Ele não é filho de Romário, como achou parte da imprensa argentina, mas tem a estrela, a frieza e o oportunismo do tetracampeão. Romarinho pode até mesmo não comemorar o título da Taça Libertadores com o Corinthians, mas nos próximos sete dias, certamente, seu nome estará nas orações e nos agradecimentos de cada um dos mais de 30 milhões de alvinegros espalhados pelo Brasil e no mundo. Foi do garoto de 21 anos, aos 40 minutos do segundo tempo, o gol do empate por 1 a 1 com o Boca Juniors, na lotada La Bombonera, em Buenos Aires, no primeiro jogo da final da competição sul-americana.
A partida de volta está marcada para a próxima quarta-feira, às 21h50m (de Brasília), no estádio do Pacaembu.
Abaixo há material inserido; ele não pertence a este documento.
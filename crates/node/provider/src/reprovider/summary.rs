use std::{
    sync::atomic::{AtomicU64, Ordering},
    time::Duration,
};

/// The outcome of one sweep.
#[derive(Debug, Clone, Copy, Default, PartialEq, Eq)]
pub struct SweepSummary {
    /// Sequence number of the sweep, starting at 1.
    pub sweep: u64,
    /// Identifiers the sweep found due for announcement.
    pub candidates: u64,
    /// Identifiers announced and marked fresh.
    pub announced: u64,
    /// Identifiers whose announcement failed after every attempt.
    pub failed: u64,
    /// Identifiers found fresh by the time a worker picked them up.
    pub skipped_fresh: u64,
    /// Fresh ledger entries with no matching stored block.
    pub anomalies: u64,
    /// Time from the start of the sweep until its last work item finished.
    pub elapsed: Duration,
}

/// Per-sweep counters shared between the coordinator and the workers.
#[derive(Debug, Default)]
pub(crate) struct SweepCounters {
    pub(crate) candidates: AtomicU64,
    pub(crate) announced: AtomicU64,
    pub(crate) failed: AtomicU64,
    pub(crate) skipped_fresh: AtomicU64,
}

impl SweepCounters {
    pub(crate) fn bump(counter: &AtomicU64) {
        counter.fetch_add(1, Ordering::Relaxed);
    }

    pub(crate) fn summarize(&self, sweep: u64, anomalies: u64, elapsed: Duration) -> SweepSummary {
        SweepSummary {
            sweep,
            candidates: self.candidates.load(Ordering::Relaxed),
            announced: self.announced.load(Ordering::Relaxed),
            failed: self.failed.load(Ordering::Relaxed),
            skipped_fresh: self.skipped_fresh.load(Ordering::Relaxed),
            anomalies,
            elapsed,
        }
    }
}
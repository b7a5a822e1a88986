//! Records of which blocks were announced and until when.

use cid::Cid;
use std::time::Duration;
use tessera_blockstore::{KeySource, KeyStream};
use tokio_util::sync::CancellationToken;

mod error;
pub use error::LedgerError;

mod memory;
pub use memory::MemoryLedger;

mod rocks;
pub use rocks::{PROVIDED_CF, RocksLedger};

/// Provides an interface for the provide ledger: per identifier, the time until which its
/// last announcement is considered fresh.
///
/// The ledger's [`KeySource`] enumerates only the *fresh* entries, in the same canonical order
/// the block store uses, so it can serve as the subset side of a diff against the store.
/// Entries are keyed by multihash, matching the block store.
pub trait ProvideLedger: KeySource<Error = LedgerError> {
    /// Enumerates the identifiers whose freshness has not lapsed, in ascending canonical order.
    fn fresh_keys(&self, cancel: CancellationToken) -> KeyStream<LedgerError> {
        self.all_keys(cancel)
    }

    /// Records that `cid` was announced and stays fresh for `ttl` from now.
    ///
    /// Repeated calls overwrite each other; the last one wins.
    fn mark_fresh(&self, cid: &Cid, ttl: Duration) -> Result<(), LedgerError>;

    /// Returns whether `cid` is currently fresh.
    fn is_fresh(&self, cid: &Cid) -> Result<bool, LedgerError>;

    /// Removes lapsed entries, returning how many were removed.
    ///
    /// A lapsed entry is already equivalent to an absent one, so this only reclaims space.
    fn purge_expired(&self) -> Result<usize, LedgerError>;
}
//! Wall-clock sources for freshness checks.

use std::{
    fmt::Debug,
    sync::{Arc, Mutex, PoisonError},
    time::{Duration, SystemTime, UNIX_EPOCH},
};

/// A source of the current wall-clock time.
pub trait Clock: Debug + Send + Sync + 'static {
    /// Returns the current time.
    fn now(&self) -> SystemTime;
}

/// The system wall clock.
#[derive(Debug, Clone, Copy, Default)]
pub struct SystemClock;

impl Clock for SystemClock {
    fn now(&self) -> SystemTime {
        SystemTime::now()
    }
}

/// A clock that only moves when told to.
///
/// Clones share the same time.
#[derive(Debug, Clone)]
pub struct ManualClock {
    now: Arc<Mutex<SystemTime>>,
}

impl ManualClock {
    /// Creates a clock stopped at `start`.
    pub fn new(start: SystemTime) -> Self {
        Self { now: Arc::new(Mutex::new(start)) }
    }

    /// Moves the clock forward by `by`.
    pub fn advance(&self, by: Duration) {
        let mut now = self.now.lock().unwrap_or_else(PoisonError::into_inner);
        *now += by;
    }

    /// Sets the clock to `to`.
    pub fn set(&self, to: SystemTime) {
        *self.now.lock().unwrap_or_else(PoisonError::into_inner) = to;
    }
}

impl Default for ManualClock {
    fn default() -> Self {
        Self::new(UNIX_EPOCH + Duration::from_secs(1_700_000_000))
    }
}

impl Clock for ManualClock {
    fn now(&self) -> SystemTime {
        *self.now.lock().unwrap_or_else(PoisonError::into_inner)
    }
}

/// Milliseconds since the Unix epoch, saturating at both ends.
pub(crate) fn unix_millis(time: SystemTime) -> u64 {
    time.duration_since(UNIX_EPOCH)
        .map_or(0, |elapsed| u64::try_from(elapsed.as_millis()).unwrap_or(u64::MAX))
}

/// The expiry, in Unix milliseconds, of an entry marked fresh at `now` for `ttl`.
pub(crate) fn expiry_millis(now: SystemTime, ttl: Duration) -> u64 {
    let ttl = u64::try_from(ttl.as_millis()).unwrap_or(u64::MAX);
    unix_millis(now).saturating_add(ttl)
}
#![doc = include_str!("../README.md")]
#![doc(issue_tracker_base_url = "https://github.com/tessera-sync/tessera/issues/")]
#![cfg_attr(not(test), warn(unused_crate_dependencies))]
#![cfg_attr(docsrs, feature(doc_cfg, doc_auto_cfg))]

use futures::stream::BoxStream;

/// An ascending stream produced by one of the operators.
pub type SortedStream<T, E> = BoxStream<'static, Result<T, E>>;

mod error;
pub use error::SortedError;

mod stage;
pub use stage::STAGE_CAPACITY;

mod dedupe;
pub use dedupe::dedupe;

mod merge;
pub use merge::merge;

mod diff;
pub use diff::{DiffReport, diff, diff_with_report};

/// Metrics for the sorted-stream operators.
mod metrics;
pub use metrics::Metrics;
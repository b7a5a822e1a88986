//! # tessera-blockstore
//!
//! Persistent, compressed, content-addressed block storage for tessera nodes.
//!
//! ## Overview
//!
//! Blocks are immutable `(Cid, payload)` pairs. The store keys every block by the encoded
//! multihash of its [`Cid`](cid::Cid), compresses payloads with zstd and keeps a small
//! metadata record next to each payload so that existence checks, size lookups and key
//! enumeration never decompress anything.
//!
//! - [`RocksBlockStore`]: the RocksDB-backed [`BlockStore`].
//! - [`ContentId`]: a [`Cid`](cid::Cid) under the canonical key order shared by every
//!   [`KeySource`].
//! - [`scan_column_family`]: a cancellable, back-pressured key scan reused by other RocksDB
//!   backed key sources.
//!
//! ## Usage Example
//!
//! ```rust,no_run
//! use futures::TryStreamExt;
//! use tessera_blockstore::{
//!     Block, BlockStore, BlockStoreConfig, KeySource, RAW_CODEC, RocksBlockStore,
//! };
//! use tokio_util::sync::CancellationToken;
//!
//! # async fn example() -> Result<(), Box<dyn std::error::Error>> {
//! let store = RocksBlockStore::open("/tmp/tessera-blocks", BlockStoreConfig::default())?;
//! let block = Block::new(RAW_CODEC, b"hello".to_vec());
//! store.put(&block)?;
//!
//! let keys: Vec<_> = store.all_keys(CancellationToken::new()).try_collect().await?;
//! assert_eq!(keys.len(), 1);
//! # Ok(())
//! # }
//! ```
//!
//! ## Features
//!
//! - `metrics`: Enable Prometheus metrics collection (optional)

#![doc(issue_tracker_base_url = "https://github.com/tessera-sync/tessera/issues/")]
#![cfg_attr(not(test), warn(unused_crate_dependencies))]
#![cfg_attr(docsrs, feature(doc_cfg, doc_auto_cfg))]

mod block;
pub use block::{Block, DAG_CBOR_CODEC, RAW_CODEC};

mod content_id;
pub use content_id::{ContentId, storage_key};

mod error;
pub use error::StoreError;

mod traits;
pub use traits::{BlockStore, KeySource, KeyStream};

mod models;
pub use models::{BLOCK_META_CF, BLOCKS_CF, BlockMeta};

mod scan;
pub use scan::{MissingColumnFamily, scan_column_family};

mod store;
pub use store::{
    BlockStoreConfig, BlockStoreStats, DEFAULT_COMPRESSION_LEVEL, DEFAULT_ENUMERATION_BUFFER,
    RocksBlockStore,
};

/// Metrics for the block store.
mod metrics;
pub use metrics::Metrics;
//! The content-routing client the reprovider announces through.

use async_trait::async_trait;
use cid::Cid;
use std::fmt::Debug;
use thiserror::Error;
use tokio::time::Instant;

mod queued;
pub use queued::{ProvideRequest, QueuedRoutingClient, record_key};

/// Errors returned by a [`RoutingClient`].
#[derive(Debug, Clone, PartialEq, Eq, Error)]
pub enum RoutingError {
    /// The announcement did not complete before its deadline.
    #[error("Provide timed out")]
    Timeout,

    /// The routing layer refused or failed the announcement.
    #[error("Provide rejected: {0}")]
    Rejected(String),

    /// The component driving the routing layer is gone.
    #[error("Routing channel closed")]
    ChannelClosed,

    /// The routing layer is not connected to enough peers yet.
    #[error("Routing not ready")]
    NotReady,
}

impl RoutingError {
    /// Returns whether retrying the same announcement may succeed.
    pub const fn is_transient(&self) -> bool {
        !matches!(self, Self::ChannelClosed)
    }
}

/// Client used to announce identifiers on the content-routing index (the DHT).
///
/// Announcing is idempotent: repeating an announcement only costs network effort.
#[cfg_attr(test, mockall::automock)]
#[async_trait]
pub trait RoutingClient: Debug + Send + Sync {
    /// Announces that this node provides `cid`.
    ///
    /// Implementations should give up once `deadline` passes; the caller stops waiting then
    /// regardless.
    async fn provide(
        &self,
        cid: &Cid,
        broadcast: bool,
        deadline: Instant,
    ) -> Result<(), RoutingError>;

    /// Returns whether the routing layer can currently accept announcements.
    ///
    /// A sweep is skipped while this is `false`.
    async fn is_ready(&self) -> bool {
        true
    }
}
//! Content identifiers and their canonical order.

use cid::Cid;
use core::{cmp::Ordering, fmt};

/// Upper bound on the encoded size of a `Multihash<64>`: a u64 varint code, a one or two byte
/// varint length and up to 64 digest bytes.
const MAX_MULTIHASH_LEN: usize = 10 + 2 + 64;

/// A [`Cid`] ordered canonically.
///
/// The canonical order compares the encoded multihash byte-wise. It is the order in which the
/// block store and the provide ledger lay out their keys, so every sorted stream in the
/// reprovide pipeline is ascending under this order. The codec (and the CID version) only break
/// ties between identifiers sharing a multihash, which keeps the order total and consistent
/// with equality.
#[derive(Clone, Copy, PartialEq, Eq, Hash)]
#[derive(derive_more::From, derive_more::Into, derive_more::Display)]
#[display("{_0}")]
pub struct ContentId(Cid);

impl ContentId {
    /// Wraps a [`Cid`].
    pub const fn new(cid: Cid) -> Self {
        Self(cid)
    }

    /// Returns the wrapped [`Cid`].
    pub const fn cid(&self) -> &Cid {
        &self.0
    }

    /// Returns the storage key of this identifier: the encoded multihash.
    pub fn storage_key(&self) -> Vec<u8> {
        storage_key(&self.0)
    }

    fn encode_multihash(&self, buf: &mut [u8; MAX_MULTIHASH_LEN]) -> usize {
        // The buffer always fits a `Multihash<64>`.
        self.0.hash().write(&mut buf[..]).unwrap_or(0)
    }
}

impl fmt::Debug for ContentId {
    fn fmt(&self, f: &mut fmt::Formatter<'_>) -> fmt::Result {
        write!(f, "ContentId({})", self.0)
    }
}

impl Ord for ContentId {
    fn cmp(&self, other: &Self) -> Ordering {
        let (mut lhs, mut rhs) = ([0u8; MAX_MULTIHASH_LEN], [0u8; MAX_MULTIHASH_LEN]);
        let lhs_len = self.encode_multihash(&mut lhs);
        let rhs_len = other.encode_multihash(&mut rhs);
        lhs[..lhs_len].cmp(&rhs[..rhs_len]).then_with(|| self.0.cmp(&other.0))
    }
}

impl PartialOrd for ContentId {
    fn partial_cmp(&self, other: &Self) -> Option<Ordering> {
        Some(self.cmp(other))
    }
}

impl AsRef<Cid> for ContentId {
    fn as_ref(&self) -> &Cid {
        &self.0
    }
}

/// Returns the storage key for a [`Cid`]: its encoded multihash.
///
/// Keys compare byte-wise in the canonical [`ContentId`] order.
pub fn storage_key(cid: &Cid) -> Vec<u8> {
    cid.hash().to_bytes()
}
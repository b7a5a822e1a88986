use crate::{Block, ContentId, StoreError};
use bytes::Bytes;
use cid::Cid;
use futures::stream::BoxStream;
use std::fmt::Debug;
use tokio_util::sync::CancellationToken;

/// An ascending stream of [`ContentId`]s.
///
/// The first error ends the stream: an enumeration that fails midway yields the error as its
/// last item instead of silently stopping short.
pub type KeyStream<E> = BoxStream<'static, Result<ContentId, E>>;

/// A source of identifiers enumerated in canonical [`ContentId`] order.
pub trait KeySource: Debug + Send + Sync {
    /// The error yielded when enumeration fails.
    type Error: std::error::Error + Send + Sync + 'static;

    /// Enumerates every key of the source in ascending canonical order.
    ///
    /// Each call starts a fresh enumeration. The producer stops promptly once `cancel` fires or
    /// the returned stream is dropped, releasing any storage cursor it holds.
    fn all_keys(&self, cancel: CancellationToken) -> KeyStream<Self::Error>;
}

/// Provides an interface for persistent, content-addressed block storage.
///
/// Blocks are keyed by the multihash of their [`Cid`], so two identifiers sharing a multihash
/// address the same record. Records are immutable: writing an existing key is a no-op.
///
/// Implementations are expected to provide persistent and thread-safe access to block data.
pub trait BlockStore: KeySource<Error = StoreError> {
    /// Stores a block. Storing a block whose multihash is already present succeeds without
    /// touching the existing record.
    fn put(&self, block: &Block) -> Result<(), StoreError>;

    /// Stores a set of blocks atomically: either every new block persists or none does.
    fn put_many(&self, blocks: &[Block]) -> Result<(), StoreError>;

    /// Returns the original payload of a block.
    ///
    /// # Returns
    /// * `Ok(Bytes)` with the decompressed payload, which may be empty.
    /// * `Err(StoreError::NotFound)` if no block matches the identifier's multihash.
    fn get(&self, cid: &Cid) -> Result<Bytes, StoreError>;

    /// Returns whether a block is stored, without reading its payload.
    fn has(&self, cid: &Cid) -> Result<bool, StoreError>;

    /// Returns the original (uncompressed) payload size without decompressing it.
    ///
    /// # Returns
    /// * `Ok(u64)` with the size in bytes.
    /// * `Err(StoreError::NotFound)` if no block matches the identifier's multihash.
    fn get_size(&self, cid: &Cid) -> Result<u64, StoreError>;

    /// Removes a block. Removing an absent block succeeds.
    fn delete(&self, cid: &Cid) -> Result<(), StoreError>;
}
Como não há na final o critério do gol como visitante, um novo empate leva a decisão para prorrogação. Se a igualdade persistir, a decisão vai para a disputa por pênaltis.
O toque na bola de Romarinho, passando por cima do goleiro Orión, evitou um tropeço que poderia abalar o Corinthians. Seguro no primeiro tempo, mas dominado na etapa final, o Timão viu o Boca Juniors abrir o marcador depois de muito pressionar, aos 28 minutos. Chicão ainda tentou um ?Maradona às avessas? ao tirar com a mão a cabeçada de Santiago Silva, mas Roncaglia marcou no rebote do "zagueiro-goleiro" - que poderia ter sido expulso.
A equipe xeneize, empurrada por 50 mil bocas, entre elas a de Maradona, teve ótimas chances de ampliar o marcador. Parou na trave, na defesa e em Romarinho. Aos 21 anos, o garoto, contratado ao Bragantino, brilhou como gente grande.
- Brilhou minha estrela, e pude dar essa felicidade a todos ? resumiu o herói.
Pois é, Romarinho, você calou a Bombonera.